From the data below, return each line in which the string "typed" is found.
(Task input Opens)
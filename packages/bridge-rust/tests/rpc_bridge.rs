//! End-to-end publisher/server behavior over the in-memory broker.

use std::sync::Arc;
use std::time::Duration;

use courier_bridge::broker::{Broker, ConsumeOptions, Connector, MemoryBroker, MemoryConnector};
use courier_bridge::{
    ActionRouter, BrokerConfig, ConnectionManager, EventBridge, EventConfig, PublisherConfig,
    RpcError, RpcPublisher, RpcServer, ServerConfig, ServerHandle,
};
use courier_core::{handler_fn, typed, MessageProperties, RequestEnvelope};
use futures_util::StreamExt;
use serde::Deserialize;
use serde_json::{json, Value};

const QUEUE: &str = "user_service_queue";

struct Harness {
    broker: MemoryBroker,
    connector: Arc<MemoryConnector>,
    manager: Arc<ConnectionManager>,
}

fn harness() -> Harness {
    let broker = MemoryBroker::new();
    let connector = Arc::new(MemoryConnector::new(broker.clone()));
    let dyn_connector: Arc<dyn Connector> = Arc::clone(&connector) as Arc<dyn Connector>;
    let manager = Arc::new(ConnectionManager::new(
        dyn_connector,
        BrokerConfig {
            url: "memory://".to_string(),
            retry_interval: Duration::from_millis(10),
            max_backoff: Duration::from_millis(20),
            backoff_multiplier: 2.0,
        },
    ));
    Harness {
        broker,
        connector,
        manager,
    }
}

#[derive(Deserialize)]
struct AddRequest {
    a: i64,
    b: i64,
}

fn router() -> ActionRouter {
    ActionRouter::builder()
        .register("rpc_echo", handler_fn(|data| async move { Ok(data) }))
        .unwrap()
        .register(
            "rpc_fail",
            handler_fn(|_| async { Err::<Value, _>(anyhow::anyhow!("boom")) }),
        )
        .unwrap()
        .register(
            "rpc_add",
            typed(|req: AddRequest| async move { Ok(req.a + req.b) }),
        )
        .unwrap()
        .require(&["rpc_echo", "rpc_add"])
        .unwrap()
        .build()
}

async fn serve(h: &Harness) -> ServerHandle {
    RpcServer::serve(Arc::clone(&h.manager), QUEUE, router(), ServerConfig::default())
        .await
        .unwrap()
}

async fn publisher(h: &Harness, default_timeout: Duration) -> RpcPublisher {
    RpcPublisher::initialize(
        Arc::clone(&h.manager),
        PublisherConfig {
            request_queues: vec![QUEUE.to_string()],
            default_timeout,
        },
    )
    .await
    .unwrap()
}

async fn eventually(what: &str, check: impl Fn() -> bool) {
    tokio::time::timeout(Duration::from_secs(2), async {
        while !check() {
            tokio::time::sleep(Duration::from_millis(5)).await;
        }
    })
    .await
    .unwrap_or_else(|_| panic!("timed out waiting for {what}"));
}

#[tokio::test]
async fn round_trip_returns_handler_result() {
    let h = harness();
    let _server = serve(&h).await;
    let publisher = publisher(&h, Duration::from_secs(2)).await;

    let echoed = publisher
        .invoke(QUEUE, "rpc_echo", json!({"userId": "u1"}))
        .await
        .unwrap();
    assert_eq!(echoed, json!({"userId": "u1"}));

    let sum = publisher
        .invoke(QUEUE, "rpc_add", json!({"a": 2, "b": 40}))
        .await
        .unwrap();
    assert_eq!(sum, json!(42));
    assert_eq!(publisher.pending_count(), 0);
}

#[tokio::test]
async fn call_returns_full_response_envelope() {
    let h = harness();
    let _server = serve(&h).await;
    let publisher = publisher(&h, Duration::from_secs(2)).await;

    let reply = publisher
        .call(
            QUEUE,
            &RequestEnvelope::new("rpc_echo", json!([1, 2, 3])),
            Duration::from_secs(2),
        )
        .await
        .unwrap();
    assert!(reply.ok);
    assert_eq!(reply.data, Some(json!([1, 2, 3])));
    assert_eq!(reply.error, None);
}

#[tokio::test]
async fn unknown_action_is_reported_to_caller() {
    let h = harness();
    let server = serve(&h).await;
    let publisher = publisher(&h, Duration::from_secs(2)).await;

    let err = publisher
        .invoke(QUEUE, "rpc_does_not_exist", Value::Null)
        .await
        .unwrap_err();
    assert!(matches!(
        err,
        RpcError::Remote(ref message) if message == "Unknown action: rpc_does_not_exist"
    ));

    eventually("failed counter", || server.stats().failed == 1).await;
    assert_eq!(h.broker.ready_count(QUEUE), Some(0));
}

#[tokio::test]
async fn call_without_server_times_out_and_clears_entry() {
    let h = harness();
    let publisher = publisher(&h, Duration::from_secs(2)).await;

    let started = tokio::time::Instant::now();
    let err = publisher
        .call(
            QUEUE,
            &RequestEnvelope::new("rpc_echo", Value::Null),
            Duration::from_millis(50),
        )
        .await
        .unwrap_err();

    let elapsed = started.elapsed();
    assert!(elapsed >= Duration::from_millis(50));
    assert!(elapsed < Duration::from_millis(550), "timed out late: {elapsed:?}");
    assert_eq!(err.to_string(), format!("RPC timeout after 50ms on queue {QUEUE}"));
    assert_eq!(publisher.pending_count(), 0);
    // The request itself was delivered and is waiting for a consumer.
    assert_eq!(h.broker.ready_count(QUEUE), Some(1));
}

#[tokio::test]
async fn handler_error_does_not_stop_the_server() {
    let h = harness();
    let server = serve(&h).await;
    let publisher = publisher(&h, Duration::from_secs(2)).await;

    let err = publisher
        .invoke(QUEUE, "rpc_fail", Value::Null)
        .await
        .unwrap_err();
    assert_eq!(err.to_string(), "boom");

    let bad_payload = publisher
        .invoke(QUEUE, "rpc_add", json!({"a": "two"}))
        .await
        .unwrap_err();
    assert!(bad_payload
        .to_string()
        .contains("invalid data for action `rpc_add`"));

    let next = publisher
        .invoke(QUEUE, "rpc_echo", json!("still alive"))
        .await
        .unwrap();
    assert_eq!(next, json!("still alive"));

    let stats = server.stats();
    assert_eq!(stats.failed, 2);
    assert_eq!(stats.received, 3);
}

#[tokio::test]
async fn malformed_request_is_acked_and_discarded() {
    let h = harness();
    let server = serve(&h).await;
    let publisher = publisher(&h, Duration::from_secs(2)).await;

    let raw = h.broker.channel();
    let properties = MessageProperties::request("manual-1".into(), publisher.reply_queue());
    raw.publish(QUEUE, b"{not json", &properties).await.unwrap();

    eventually("discarded counter", || server.stats().discarded == 1).await;
    assert_eq!(raw.message_count(QUEUE).await.unwrap(), 0);
    assert_eq!(server.stats().replied, 0);

    let echoed = publisher
        .invoke(QUEUE, "rpc_echo", json!("after garbage"))
        .await
        .unwrap();
    assert_eq!(echoed, json!("after garbage"));
}

#[tokio::test]
async fn request_without_action_is_answered_promptly() {
    let h = harness();
    let server = serve(&h).await;
    let publisher = publisher(&h, Duration::from_secs(2)).await;

    let started = tokio::time::Instant::now();
    let reply = publisher
        .call(QUEUE, &json!({"data": {"x": 1}}), Duration::from_secs(2))
        .await
        .unwrap();
    assert!(!reply.ok);
    assert_eq!(reply.error.as_deref(), Some("Unknown action: undefined"));

    let reply = publisher
        .call(QUEUE, &json!([1, 2]), Duration::from_secs(2))
        .await
        .unwrap();
    assert_eq!(reply.error.as_deref(), Some("Unknown action: undefined"));
    assert!(started.elapsed() < Duration::from_secs(1));

    eventually("failed counter", || server.stats().failed == 2).await;
    assert_eq!(server.stats().discarded, 0);
}

#[tokio::test]
async fn legacy_type_envelope_is_dispatched() {
    let h = harness();
    let _server = serve(&h).await;
    let publisher = publisher(&h, Duration::from_secs(2)).await;

    let reply = publisher
        .call(
            QUEUE,
            &json!({"type": "rpc_add", "a": 1, "b": 2}),
            Duration::from_secs(2),
        )
        .await
        .unwrap();
    assert_eq!(reply.data, Some(json!(3)));
}

#[tokio::test(flavor = "multi_thread", worker_threads = 4)]
async fn concurrent_calls_get_their_own_replies() {
    let h = harness();
    let _server = serve(&h).await;
    let publisher = Arc::new(publisher(&h, Duration::from_secs(5)).await);

    let calls: Vec<_> = (0..50)
        .map(|i| {
            let publisher = Arc::clone(&publisher);
            tokio::spawn(async move {
                let out = publisher
                    .invoke(QUEUE, "rpc_echo", json!({ "i": i }))
                    .await
                    .unwrap();
                (i, out)
            })
        })
        .collect();

    for call in calls {
        let (i, out) = call.await.unwrap();
        assert_eq!(out, json!({ "i": i }));
    }
    assert_eq!(publisher.pending_count(), 0);
}

#[tokio::test]
async fn duplicate_reply_is_ignored() {
    let h = harness();
    let publisher = Arc::new(publisher(&h, Duration::from_secs(2)).await);

    // Stand-in server that answers the same request twice.
    let fake = h.broker.channel();
    let mut requests = fake.consume(QUEUE, ConsumeOptions::manual(1)).await.unwrap();

    let call = {
        let publisher = Arc::clone(&publisher);
        tokio::spawn(async move { publisher.invoke(QUEUE, "rpc_echo", json!(1)).await })
    };

    let request = requests.next().await.unwrap().unwrap();
    assert!(request.properties.persistent);
    let reply_to = request.properties.reply_to.clone().unwrap();
    assert_eq!(reply_to, publisher.reply_queue());
    let envelope = RequestEnvelope::decode(&request.body).unwrap();
    assert_eq!(envelope, RequestEnvelope::new("rpc_echo", json!(1)));

    let reply = MessageProperties::reply(request.properties.correlation_id.clone());
    fake.publish(&reply_to, br#"{"ok":true,"data":"first"}"#, &reply)
        .await
        .unwrap();
    fake.publish(&reply_to, br#"{"ok":true,"data":"second"}"#, &reply)
        .await
        .unwrap();
    fake.ack(request.delivery_tag).await.unwrap();

    assert_eq!(call.await.unwrap().unwrap(), json!("first"));
    assert_eq!(publisher.pending_count(), 0);

    // An orphan reply for an id nobody issued is dropped as well.
    let orphan = MessageProperties::reply(Some("never-issued".into()));
    fake.publish(&reply_to, br#"{"ok":true}"#, &orphan)
        .await
        .unwrap();
    tokio::time::sleep(Duration::from_millis(20)).await;
    assert_eq!(publisher.pending_count(), 0);
}

#[tokio::test]
async fn fire_and_forget_entries_expire() {
    let h = harness();
    let publisher = Arc::new(publisher(&h, Duration::from_secs(2)).await);
    let events = EventBridge::new(
        Arc::clone(&publisher),
        EventConfig {
            event_timeout: Duration::from_millis(40),
        },
    );

    for n in 0..5 {
        drop(events.emit("notification_queue", "user_signed_up", json!({ "n": n })));
    }
    eventually("events to be registered", || publisher.pending_count() == 5).await;
    eventually("events to expire", || publisher.pending_count() == 0).await;
}

#[tokio::test]
async fn event_is_delivered_to_rpc_server() {
    let h = harness();
    let server = serve(&h).await;
    let publisher = Arc::new(publisher(&h, Duration::from_secs(2)).await);
    let events = EventBridge::new(Arc::clone(&publisher), EventConfig::default());

    let reply = events
        .emit(QUEUE, "rpc_echo", json!({"kind": "signup"}))
        .await
        .unwrap()
        .unwrap();
    assert_eq!(reply.data, Some(json!({"kind": "signup"})));
    assert_eq!(server.stats().replied, 1);
}

#[tokio::test]
async fn publisher_and_server_recover_from_connection_loss() {
    let h = harness();
    let _server = serve(&h).await;
    let publisher = publisher(&h, Duration::from_secs(2)).await;

    assert_eq!(
        publisher.invoke(QUEUE, "rpc_echo", json!("before")).await.unwrap(),
        json!("before")
    );
    let old_reply_queue = publisher.reply_queue();

    h.connector.drop_connection();
    eventually("reply queue to be redeclared", || {
        publisher.reply_queue() != old_reply_queue
    })
    .await;
    assert!(!h.broker.queue_exists(&old_reply_queue));

    assert_eq!(
        publisher.invoke(QUEUE, "rpc_echo", json!("after")).await.unwrap(),
        json!("after")
    );
    assert!(h.connector.attempts() >= 2);
    assert!(h.manager.connections() >= 2);
}

#[tokio::test]
async fn initialize_waits_for_unreachable_broker() {
    let h = harness();
    h.connector.fail_next(3);

    let publisher = publisher(&h, Duration::from_secs(2)).await;

    assert_eq!(h.connector.attempts(), 4);
    assert!(h.broker.queue_exists(QUEUE));
    assert!(h.broker.queue_exists(&publisher.reply_queue()));
}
(Task input Closes)
= Solution =
use courier_core::{handler_fn, typed, MessageProperties, RequestEnvelope};
            typed(|req: AddRequest| async move { Ok(req.a + req.b) }),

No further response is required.